Content starts
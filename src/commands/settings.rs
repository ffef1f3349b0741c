//! Settings Endpoints
//!
//! Read and partially update the JSON configuration. Saving rebuilds the
//! Generation Client so new models and keys apply to the next request.

use axum::{extract::State, routing::get, Json, Router};

use crate::models::response::CommandResponse;
use crate::models::settings::{AppConfig, SettingsUpdate};
use crate::state::AppState;
use crate::utils::error::AppResult;

/// Keep only the last four characters of a secret.
fn mask_secret(secret: &str) -> String {
    let chars: Vec<char> = secret.chars().collect();
    if chars.len() <= 4 {
        return "****".to_string();
    }
    let tail: String = chars[chars.len() - 4..].iter().collect();
    format!("****{}", tail)
}

fn masked(mut config: AppConfig) -> AppConfig {
    config.api_key = config.api_key.as_deref().map(mask_secret);
    config
}

/// GET /api/settings
pub async fn get_settings(State(state): State<AppState>) -> Json<CommandResponse<AppConfig>> {
    Json(CommandResponse::ok(masked(state.config().await)))
}

/// PATCH /api/settings
pub async fn update_settings(
    State(state): State<AppState>,
    Json(update): Json<SettingsUpdate>,
) -> AppResult<Json<CommandResponse<AppConfig>>> {
    let updated = state.update_settings(update).await?;
    Ok(Json(CommandResponse::ok(masked(updated))))
}

/// Build settings routes
pub fn settings_routes() -> Router<AppState> {
    Router::new().route("/api/settings", get(get_settings).patch(update_settings))
}
//! Persistent operation history.
//!
//! Every completed operation can be recorded as an [`OperationRecord`];
//! the log is a JSON array on disk, rewritten after each mutation. A
//! missing or unreadable file opens as an empty log.

use crate::error::{EngineError, Result};
use chrono::{DateTime, Utc};
use serde::{Deserialize, Serialize};
use std::fs;
use std::path::PathBuf;

/// One recorded operation.
#[derive(Debug, Clone, Serialize, Deserialize)]
pub struct OperationRecord {
    pub timestamp: DateTime<Utc>,
    /// Operation name, e.g. `"split_by_count"`.
    pub operation: String,
    pub input_files: Vec<PathBuf>,
    pub output_files: Vec<PathBuf>,
    pub success: bool,
    pub error_message: Option<String>,
}

impl OperationRecord {
    pub fn success(
        operation: &str,
        input_files: Vec<PathBuf>,
        output_files: Vec<PathBuf>,
    ) -> Self {
        Self {
            timestamp: Utc::now(),
            operation: operation.to_string(),
            input_files,
            output_files,
            success: true,
            error_message: None,
        }
    }

    pub fn failure(operation: &str, input_files: Vec<PathBuf>, error: String) -> Self {
        Self {
            timestamp: Utc::now(),
            operation: operation.to_string(),
            input_files,
            output_files: Vec::new(),
            success: false,
            error_message: Some(error),
        }
    }
}

/// JSON-backed log of operation records, oldest first on disk.
pub struct HistoryLog {
    path: PathBuf,
    records: Vec<OperationRecord>,
}

impl HistoryLog {
    /// Open the log at `path`, loading any existing records. A missing
    /// file yields an empty log; a corrupt one is discarded with a warning
    /// rather than failing the caller.
    pub fn open(path: impl Into<PathBuf>) -> Self {
        let path = path.into();
        let records = match fs::read_to_string(&path) {
            Ok(json) => match serde_json::from_str(&json) {
                Ok(records) => records,
                Err(error) => {
                    tracing::warn!(path = %path.display(), %error, "discarding corrupt history file");
                    Vec::new()
                }
            },
            Err(_) => Vec::new(),
        };
        Self { path, records }
    }

    pub fn len(&self) -> usize {
        self.records.len()
    }

    pub fn is_empty(&self) -> bool {
        self.records.is_empty()
    }

    /// Append a record and persist the log.
    pub fn add(&mut self, record: OperationRecord) -> Result<()> {
        self.records.push(record);
        self.save()
    }

    /// The most recent `limit` records, newest first.
    pub fn recent(&self, limit: usize) -> Vec<&OperationRecord> {
        self.records.iter().rev().take(limit).collect()
    }

    pub fn records(&self) -> &[OperationRecord] {
        &self.records
    }

    /// Remove the record at `index` (oldest-first indexing) and persist.
    /// Returns `false` when the index is out of range.
    pub fn delete_record(&mut self, index: usize) -> Result<bool> {
        if index >= self.records.len() {
            return Ok(false);
        }
        self.records.remove(index);
        self.save()?;
        Ok(true)
    }

    /// Drop every record and persist the empty log.
    pub fn clear(&mut self) -> Result<()> {
        self.records.clear();
        self.save()
    }

    fn save(&self) -> Result<()> {
        if let Some(parent) = self.path.parent() {
            if !parent.as_os_str().is_empty() {
                fs::create_dir_all(parent)?;
            }
        }
        let json = serde_json::to_string_pretty(&self.records)
            .map_err(|e| EngineError::Backend(format!("cannot serialize history: {e}")))?;
        fs::write(&self.path, json)?;
        Ok(())
    }
}
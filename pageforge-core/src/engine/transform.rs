//! Page attribute transforms: crop and rotate.

use super::PageEngine;
use crate::backend::{DocumentBackend, Margins, OutputDocument, SourceDocument};
use crate::error::{EngineError, Result};
use crate::range::resolve_page_spec;
use std::collections::HashSet;
use std::path::Path;

/// Clockwise rotation angle. Only quarter turns are representable.
#[derive(Debug, Clone, Copy, PartialEq, Eq)]
pub enum RotationAngle {
    Clockwise90,
    Rotate180,
    Clockwise270,
}

impl RotationAngle {
    /// Validate a caller-supplied angle. Accepts exactly 90, 180 and 270.
    pub fn from_degrees(degrees: i32) -> Result<Self> {
        match degrees {
            90 => Ok(RotationAngle::Clockwise90),
            180 => Ok(RotationAngle::Rotate180),
            270 => Ok(RotationAngle::Clockwise270),
            _ => Err(EngineError::Validation(format!(
                "invalid rotation angle: {degrees} (must be 90, 180, or 270)"
            ))),
        }
    }

    pub fn to_degrees(self) -> u16 {
        match self {
            RotationAngle::Clockwise90 => 90,
            RotationAngle::Rotate180 => 180,
            RotationAngle::Clockwise270 => 270,
        }
    }
}

impl<B: DocumentBackend> PageEngine<B> {
    /// Shrink the visible box of the targeted pages inward by `margins`.
    /// `page_spec` selects targets through the range resolver; `None`
    /// applies to all pages. A page named more than once is cropped once.
    pub fn crop_pages(
        &mut self,
        input: &Path,
        output: &Path,
        margins: &Margins,
        page_spec: Option<&str>,
    ) -> Result<()> {
        let source = self.backend().open(input)?;
        let total = source.page_count();
        let targets = resolve_targets(page_spec, total)?;

        tracing::info!(input = %input.display(), targets = targets.len(), "cropping pages");

        let mut out = self.backend().start_output();
        for index in 0..total {
            out.copy_page(&source, index)?;
            if targets.contains(&index) {
                out.crop_page(index, margins)?;
            }
        }

        out.save(output)?;
        Ok(())
    }

    /// Rotate the targeted pages clockwise by `degrees` (90, 180 or 270;
    /// anything else fails validation). Rotation is added to whatever
    /// rotation a page already carries. A page named more than once is
    /// rotated once.
    pub fn rotate_pages(
        &mut self,
        input: &Path,
        output: &Path,
        degrees: i32,
        page_spec: Option<&str>,
    ) -> Result<()> {
        let angle = RotationAngle::from_degrees(degrees)?;

        let source = self.backend().open(input)?;
        let total = source.page_count();
        let targets = resolve_targets(page_spec, total)?;

        tracing::info!(input = %input.display(), degrees, targets = targets.len(), "rotating pages");

        let mut out = self.backend().start_output();
        for index in 0..total {
            out.copy_page(&source, index)?;
            if targets.contains(&index) {
                out.rotate_page(index, angle.to_degrees())?;
            }
        }

        out.save(output)?;
        Ok(())
    }
}

fn resolve_targets(page_spec: Option<&str>, total: usize) -> Result<HashSet<usize>> {
    match page_spec {
        Some(spec) => Ok(resolve_page_spec(spec, total)?.into_iter().collect()),
        None => Ok((0..total).collect()),
    }
}
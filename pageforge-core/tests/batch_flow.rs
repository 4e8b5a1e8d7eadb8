//! End-to-end batch orchestration over the in-memory backend.

use pageforge::backend::{Margins, MemoryBackend, SourceDocument};
use pageforge::batch::{BatchOrchestrator, HistoryLog, OperationRecord, TaskSpec, TaskStatus};
use pageforge::engine::PageEngine;
use pageforge::PageSpan;
use chrono::{Duration, Utc};
use pretty_assertions::assert_eq;
use std::path::PathBuf;

fn orchestrator_with_docs(docs: &[(&str, usize)]) -> (BatchOrchestrator<MemoryBackend>, MemoryBackend) {
    let backend = MemoryBackend::new();
    for (path, pages) in docs {
        backend.insert(path, *pages);
    }
    let engine = PageEngine::new(backend.clone());
    (BatchOrchestrator::new(engine), backend)
}

#[test]
fn mixed_batch_isolates_failure_and_reports_progress() {
    let (mut orch, backend) =
        orchestrator_with_docs(&[("report.pdf", 25), ("appendix.pdf", 4)]);

    // 1: split into chunks of 10
    orch.add_task(TaskSpec::SplitByCount {
        input: PathBuf::from("report.pdf"),
        output_dir: PathBuf::from("out"),
        pages_per_file: 10,
    });
    // 2: merge a missing input, this one fails
    orch.add_task(TaskSpec::Merge {
        inputs: vec![PathBuf::from("missing.pdf")],
        output: PathBuf::from("out/merged.pdf"),
    });
    // 3: rotate the appendix, still runs
    orch.add_task(TaskSpec::RotatePages {
        input: PathBuf::from("appendix.pdf"),
        output: PathBuf::from("out/appendix_rot.pdf"),
        degrees: 90,
        pages: Some("1-2".to_string()),
    });

    let mut progress = Vec::new();
    let result = orch.execute_batch_with_progress(|p| progress.push(p));

    assert_eq!(result.total, 3);
    assert_eq!(result.success_count, 2);
    assert_eq!(result.failed_count, 1);
    assert_eq!(progress, vec![33, 67, 100, 100]);

    // Split produced the expected chunk files.
    assert_eq!(
        result.outcomes[0].output_files,
        vec![
            PathBuf::from("out/report_part_001.pdf"),
            PathBuf::from("out/report_part_002.pdf"),
            PathBuf::from("out/report_part_003.pdf"),
        ]
    );
    assert_eq!(
        backend
            .document("out/report_part_003.pdf")
            .unwrap()
            .page_count(),
        5
    );

    // The failure names the missing input; the third task still ran.
    assert!(result.outcomes[1].error.as_deref().unwrap().contains("missing.pdf"));
    let rotated = backend.document("out/appendix_rot.pdf").unwrap();
    let rotations: Vec<u16> = rotated.pages.iter().map(|p| p.rotation).collect();
    assert_eq!(rotations, vec![90, 90, 0, 0]);

    // Task statuses and one history record for the whole batch.
    let statuses: Vec<TaskStatus> = orch.tasks().iter().map(|t| t.status).collect();
    assert_eq!(
        statuses,
        vec![TaskStatus::Completed, TaskStatus::Failed, TaskStatus::Completed]
    );
    assert_eq!(orch.history().len(), 1);
    assert_eq!(orch.history()[0].result.failed_count, 1);
}

#[test]
fn split_edit_merge_pipeline() {
    let (mut orch, backend) = orchestrator_with_docs(&[("doc.pdf", 6), ("cover.pdf", 1)]);

    orch.add_task(TaskSpec::SplitByRanges {
        input: PathBuf::from("doc.pdf"),
        output_dir: PathBuf::from("out"),
        ranges: vec![PageSpan::new(1, 3), PageSpan::new(4, 6)],
    });
    orch.add_task(TaskSpec::Merge {
        inputs: vec![
            PathBuf::from("cover.pdf"),
            PathBuf::from("out/doc_range_001-003.pdf"),
        ],
        output: PathBuf::from("out/front.pdf"),
    });
    orch.add_task(TaskSpec::DeletePages {
        input: PathBuf::from("out/front.pdf"),
        output: PathBuf::from("out/front_trimmed.pdf"),
        pages: vec![2],
    });

    let result = orch.execute_batch();
    assert!(result.all_successful());

    let final_doc = backend.document("out/front_trimmed.pdf").unwrap();
    assert_eq!(final_doc.labels(), vec!["cover:1", "doc:2", "doc:3"]);
}

#[test]
fn crop_task_applies_margins() {
    let (mut orch, backend) = orchestrator_with_docs(&[("doc.pdf", 2)]);

    orch.add_task(TaskSpec::CropPages {
        input: PathBuf::from("doc.pdf"),
        output: PathBuf::from("out/cropped.pdf"),
        margins: Margins::uniform(18.0),
        pages: None,
    });

    assert!(orch.execute_batch().all_successful());
    let doc = backend.document("out/cropped.pdf").unwrap();
    assert_eq!(doc.pages[0].crop_box, [18.0, 18.0, 594.0, 774.0]);
}

#[test]
fn scheduled_tasks_fire_once_in_order() {
    let (mut orch, backend) = orchestrator_with_docs(&[("a.pdf", 2)]);

    let past = Utc::now() - Duration::seconds(10);
    let first = orch.schedule_task(
        TaskSpec::Merge {
            inputs: vec![PathBuf::from("a.pdf")],
            output: PathBuf::from("first.pdf"),
        },
        past,
    );
    let second = orch.schedule_task(
        TaskSpec::Merge {
            inputs: vec![PathBuf::from("a.pdf")],
            output: PathBuf::from("second.pdf"),
        },
        past + Duration::seconds(1),
    );
    orch.schedule_task(
        TaskSpec::Merge {
            inputs: vec![PathBuf::from("a.pdf")],
            output: PathBuf::from("never.pdf"),
        },
        Utc::now() + Duration::hours(1),
    );

    let outcomes = orch.check_scheduled_tasks();
    let ids: Vec<u64> = outcomes.iter().map(|o| o.scheduled_id).collect();
    assert_eq!(ids, vec![first, second]);
    assert!(backend.exists("first.pdf"));
    assert!(backend.exists("second.pdf"));
    assert!(!backend.exists("never.pdf"));

    assert!(orch.check_scheduled_tasks().is_empty());
    assert_eq!(orch.scheduled_tasks().len(), 1);
}

#[test]
fn batch_outcomes_feed_the_persistent_history_log() {
    let (mut orch, _) = orchestrator_with_docs(&[("a.pdf", 2)]);

    orch.add_task(TaskSpec::Merge {
        inputs: vec![PathBuf::from("a.pdf")],
        output: PathBuf::from("out.pdf"),
    });
    orch.add_task(TaskSpec::Merge {
        inputs: vec![PathBuf::from("missing.pdf")],
        output: PathBuf::from("bad.pdf"),
    });
    let result = orch.execute_batch();

    let dir = tempfile::TempDir::new().unwrap();
    let path = dir.path().join("history.json");
    let mut log = HistoryLog::open(&path);
    for outcome in &result.outcomes {
        let record = if outcome.success {
            OperationRecord::success(&outcome.operation, vec![], outcome.output_files.clone())
        } else {
            OperationRecord::failure(
                &outcome.operation,
                vec![],
                outcome.error.clone().unwrap_or_default(),
            )
        };
        log.add(record).unwrap();
    }

    let reopened = HistoryLog::open(&path);
    assert_eq!(reopened.len(), 2);
    assert!(reopened.records()[0].success);
    assert!(!reopened.records()[1].success);
}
Content ends
• _Requirement_
Within the records above, count each line holding "chrono". Write down only the number.

• _Task answer_
2